use super::{changes, descriptor, secrets};

use crate::error::registry::RegistryError;
use crate::registry::InstanceRegistry;
use crate::registry::store::InstanceStore;

use models::ServerState;

use std::sync::Arc;

#[test]
fn given_registered_name_when_registered_again_then_duplicate_error() {
    let registry = InstanceRegistry::new(secrets(), changes());
    registry.register(descriptor("payara6")).unwrap();

    let result = registry.register(descriptor("payara6"));

    assert!(matches!(result, Err(RegistryError::Duplicate { ref name, .. }) if name == "payara6"));
    assert_eq!(registry.len(), 1);
}

#[test]
fn given_unknown_name_when_required_then_not_found() {
    let registry = InstanceRegistry::new(secrets(), changes());

    assert!(matches!(
        registry.require("ghost"),
        Err(RegistryError::NotFound { .. })
    ));
    assert!(registry.remove("ghost").is_err());
}

/// **VALUE**: Verifies unregistering also forgets the stored password.
///
/// **BUG THIS CATCHES**: Would catch credentials of deleted servers lingering in the
/// keyring and being picked up by a later instance with the same name.
#[test]
fn given_registered_instance_when_removed_then_password_forgotten() {
    // GIVEN: A registered instance with a password
    let store = secrets();
    let registry = InstanceRegistry::new(store.clone(), changes());
    registry.register(descriptor("payara6")).unwrap();
    assert_eq!(store.len(), 1);

    // WHEN: It is removed
    registry.remove("payara6").unwrap();

    // THEN: The registry and secret store are both empty
    assert!(registry.is_empty());
    assert!(store.is_empty());
}

#[test]
fn given_registered_instance_when_state_set_then_change_broadcast() {
    let sender = changes();
    let mut rx = sender.subscribe();
    let registry = InstanceRegistry::new(secrets(), sender);
    let instance = registry.register(descriptor("payara6")).unwrap();

    instance.set_state(ServerState::Running);
    instance.set_state(ServerState::Running);

    let change = rx.try_recv().unwrap();
    assert_eq!(change.instance, "payara6");
    assert_eq!(change.old, ServerState::Unknown);
    assert_eq!(change.new, ServerState::Running);
    assert!(rx.try_recv().is_err());
}

#[test]
fn given_wrong_expected_state_when_compare_and_set_then_unchanged() {
    let registry = InstanceRegistry::new(secrets(), changes());
    let instance = registry.register(descriptor("payara6")).unwrap();

    let swapped = instance
        .state_holder()
        .compare_and_set(ServerState::Starting, ServerState::Running);

    assert!(!swapped);
    assert_eq!(instance.state(), ServerState::Unknown);
}

/// **VALUE**: Verifies a successful compare-and-set updates the state and broadcasts
/// exactly like a plain set, with or without subscribers.
///
/// **BUG THIS CATCHES**: Would catch the two update paths drifting apart, such as a
/// swap that stores the state but never notifies listeners.
#[test]
fn given_expected_state_when_compare_and_set_then_swapped_and_broadcast_once() {
    // GIVEN: An instance with no subscribers yet
    let sender = changes();
    let registry = InstanceRegistry::new(secrets(), sender.clone());
    let instance = registry.register(descriptor("payara6")).unwrap();
    let holder = instance.state_holder();

    // WHEN: Swapping without anyone listening
    let swapped = holder.compare_and_set(ServerState::Unknown, ServerState::Starting);

    // THEN: The state changes anyway
    assert!(swapped);
    assert_eq!(instance.state(), ServerState::Starting);

    // WHEN: Swapping again with a subscriber, then repeating the same state
    let mut rx = sender.subscribe();
    assert!(holder.compare_and_set(ServerState::Starting, ServerState::Running));
    assert!(holder.compare_and_set(ServerState::Running, ServerState::Running));

    // THEN: Only the real transition is broadcast
    let change = rx.try_recv().unwrap();
    assert_eq!(change.instance, "payara6");
    assert_eq!(change.old, ServerState::Starting);
    assert_eq!(change.new, ServerState::Running);
    assert!(rx.try_recv().is_err());
}

/// **VALUE**: Verifies a saved registry loads back into an equal registry.
///
/// **WHY THIS MATTERS**: The CLI is a fresh process per command; everything it knows
/// about servers comes from this file.
#[test]
fn given_saved_registry_when_loaded_into_new_registry_then_descriptors_restored() {
    // GIVEN: A registry with two instances saved to disk, sharing a secret store
    let dir = tempfile::tempdir().unwrap();
    let store = InstanceStore::in_dir(dir.path());
    let shared_secrets = secrets();
    let registry = InstanceRegistry::new(shared_secrets.clone(), changes());
    registry.register(descriptor("payara5")).unwrap();
    registry.register(descriptor("payara6")).unwrap();
    registry.save(&store).unwrap();

    // WHEN: Loading into a new registry
    let restored = InstanceRegistry::new(shared_secrets, changes());
    let loaded = restored.load(&store).unwrap();

    // THEN: Both come back with their passwords from the secret store
    assert_eq!(loaded, 2);
    let original = registry.require("payara6").unwrap().descriptor().unwrap();
    let reloaded = restored.require("payara6").unwrap().descriptor().unwrap();
    assert_eq!(original, reloaded);
    assert!(!std::fs::read_to_string(store.path()).unwrap().contains("s3cret"));
}

#[test]
fn given_store_with_broken_entry_when_loaded_then_entry_skipped() {
    let dir = tempfile::tempdir().unwrap();
    let store = InstanceStore::in_dir(dir.path());
    std::fs::write(
        store.path(),
        "[[instance]]\ndisplayName = \"good\"\n\n[[instance]]\ndisplayName = \"bad\"\nadminPort = \"not-a-port\"\n\n[[instance]]\ndisplayName = \"good\"\n",
    )
    .unwrap();

    let registry = InstanceRegistry::new(secrets(), changes());
    let loaded = registry.load(&store).unwrap();

    assert_eq!(loaded, 1);
    assert!(registry.get("good").is_some());
    assert!(registry.get("bad").is_none());
}

#[test]
fn given_registry_when_listed_then_ordered_by_name() {
    let registry = InstanceRegistry::new(secrets(), changes());
    registry.register(descriptor("zeta")).unwrap();
    registry.register(descriptor("alpha")).unwrap();

    let names = registry
        .list()
        .iter()
        .map(|instance| instance.name().to_string())
        .collect::<Vec<_>>();

    assert_eq!(names, vec!["alpha", "zeta"]);
    assert!(Arc::ptr_eq(
        &registry.get("alpha").unwrap(),
        &registry.list()[0]
    ));
}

▸ What you need to do:
Transcribe the data above so that every line matches exactly.

▸ Expected answer:
use super::{changes, descriptor, secrets};

use crate::error::registry::RegistryError;
use crate::registry::InstanceRegistry;
use crate::registry::store::InstanceStore;

use models::ServerState;

use std::sync::Arc;

#[test]
fn given_registered_name_when_registered_again_then_duplicate_error() {
    let registry = InstanceRegistry::new(secrets(), changes());
    registry.register(descriptor("payara6")).unwrap();

    let result = registry.register(descriptor("payara6"));

    assert!(matches!(result, Err(RegistryError::Duplicate { ref name, .. }) if name == "payara6"));
    assert_eq!(registry.len(), 1);
}

#[test]
fn given_unknown_name_when_required_then_not_found() {
    let registry = InstanceRegistry::new(secrets(), changes());

    assert!(matches!(
        registry.require("ghost"),
        Err(RegistryError::NotFound { .. })
    ));
    assert!(registry.remove("ghost").is_err());
}

/// **VALUE**: Verifies unregistering also forgets the stored password.
///
/// **BUG THIS CATCHES**: Would catch credentials of deleted servers lingering in the
/// keyring and being picked up by a later instance with the same name.
#[test]
fn given_registered_instance_when_removed_then_password_forgotten() {
    // GIVEN: A registered instance with a password
    let store = secrets();
    let registry = InstanceRegistry::new(store.clone(), changes());
    registry.register(descriptor("payara6")).unwrap();
    assert_eq!(store.len(), 1);

    // WHEN: It is removed
    registry.remove("payara6").unwrap();

    // THEN: The registry and secret store are both empty
    assert!(registry.is_empty());
    assert!(store.is_empty());
}

#[test]
fn given_registered_instance_when_state_set_then_change_broadcast() {
    let sender = changes();
    let mut rx = sender.subscribe();
    let registry = InstanceRegistry::new(secrets(), sender);
    let instance = registry.register(descriptor("payara6")).unwrap();

    instance.set_state(ServerState::Running);
    instance.set_state(ServerState::Running);

    let change = rx.try_recv().unwrap();
    assert_eq!(change.instance, "payara6");
    assert_eq!(change.old, ServerState::Unknown);
    assert_eq!(change.new, ServerState::Running);
    assert!(rx.try_recv().is_err());
}

#[test]
fn given_wrong_expected_state_when_compare_and_set_then_unchanged() {
    let registry = InstanceRegistry::new(secrets(), changes());
    let instance = registry.register(descriptor("payara6")).unwrap();

    let swapped = instance
        .state_holder()
        .compare_and_set(ServerState::Starting, ServerState::Running);

    assert!(!swapped);
    assert_eq!(instance.state(), ServerState::Unknown);
}

/// **VALUE**: Verifies a successful compare-and-set updates the state and broadcasts
/// exactly like a plain set, with or without subscribers.
///
/// **BUG THIS CATCHES**: Would catch the two update paths drifting apart, such as a
/// swap that stores the state but never notifies listeners.
#[test]
fn given_expected_state_when_compare_and_set_then_swapped_and_broadcast_once() {
    // GIVEN: An instance with no subscribers yet
    let sender = changes();
    let registry = InstanceRegistry::new(secrets(), sender.clone());
    let instance = registry.register(descriptor("payara6")).unwrap();
    let holder = instance.state_holder();

    // WHEN: Swapping without anyone listening
    let swapped = holder.compare_and_set(ServerState::Unknown, ServerState::Starting);

    // THEN: The state changes anyway
    assert!(swapped);
    assert_eq!(instance.state(), ServerState::Starting);

    // WHEN: Swapping again with a subscriber, then repeating the same state
    let mut rx = sender.subscribe();
    assert!(holder.compare_and_set(ServerState::Starting, ServerState::Running));
    assert!(holder.compare_and_set(ServerState::Running, ServerState::Running));

    // THEN: Only the real transition is broadcast
    let change = rx.try_recv().unwrap();
    assert_eq!(change.instance, "payara6");
    assert_eq!(change.old, ServerState::Starting);
    assert_eq!(change.new, ServerState::Running);
    assert!(rx.try_recv().is_err());
}

/// **VALUE**: Verifies a saved registry loads back into an equal registry.
///
/// **WHY THIS MATTERS**: The CLI is a fresh process per command; everything it knows
/// about servers comes from this file.
#[test]
fn given_saved_registry_when_loaded_into_new_registry_then_descriptors_restored() {
    // GIVEN: A registry with two instances saved to disk, sharing a secret store
    let dir = tempfile::tempdir().unwrap();
    let store = InstanceStore::in_dir(dir.path());
    let shared_secrets = secrets();
    let registry = InstanceRegistry::new(shared_secrets.clone(), changes());
    registry.register(descriptor("payara5")).unwrap();
    registry.register(descriptor("payara6")).unwrap();
    registry.save(&store).unwrap();

    // WHEN: Loading into a new registry
    let restored = InstanceRegistry::new(shared_secrets, changes());
    let loaded = restored.load(&store).unwrap();

    // THEN: Both come back with their passwords from the secret store
    assert_eq!(loaded, 2);
    let original = registry.require("payara6").unwrap().descriptor().unwrap();
    let reloaded = restored.require("payara6").unwrap().descriptor().unwrap();
    assert_eq!(original, reloaded);
    assert!(!std::fs::read_to_string(store.path()).unwrap().contains("s3cret"));
}

#[test]
fn given_store_with_broken_entry_when_loaded_then_entry_skipped() {
    let dir = tempfile::tempdir().unwrap();
    let store = InstanceStore::in_dir(dir.path());
    std::fs::write(
        store.path(),
        "[[instance]]\ndisplayName = \"good\"\n\n[[instance]]\ndisplayName = \"bad\"\nadminPort = \"not-a-port\"\n\n[[instance]]\ndisplayName = \"good\"\n",
    )
    .unwrap();

    let registry = InstanceRegistry::new(secrets(), changes());
    let loaded = registry.load(&store).unwrap();

    assert_eq!(loaded, 1);
    assert!(registry.get("good").is_some());
    assert!(registry.get("bad").is_none());
}

#[test]
fn given_registry_when_listed_then_ordered_by_name() {
    let registry = InstanceRegistry::new(secrets(), changes());
    registry.register(descriptor("zeta")).unwrap();
    registry.register(descriptor("alpha")).unwrap();

    let names = registry
        .list()
        .iter()
        .map(|instance| instance.name().to_string())
        .collect::<Vec<_>>();

    assert_eq!(names, vec!["alpha", "zeta"]);
    assert!(Arc::ptr_eq(
        &registry.get("alpha").unwrap(),
        &registry.list()[0]
    ));
}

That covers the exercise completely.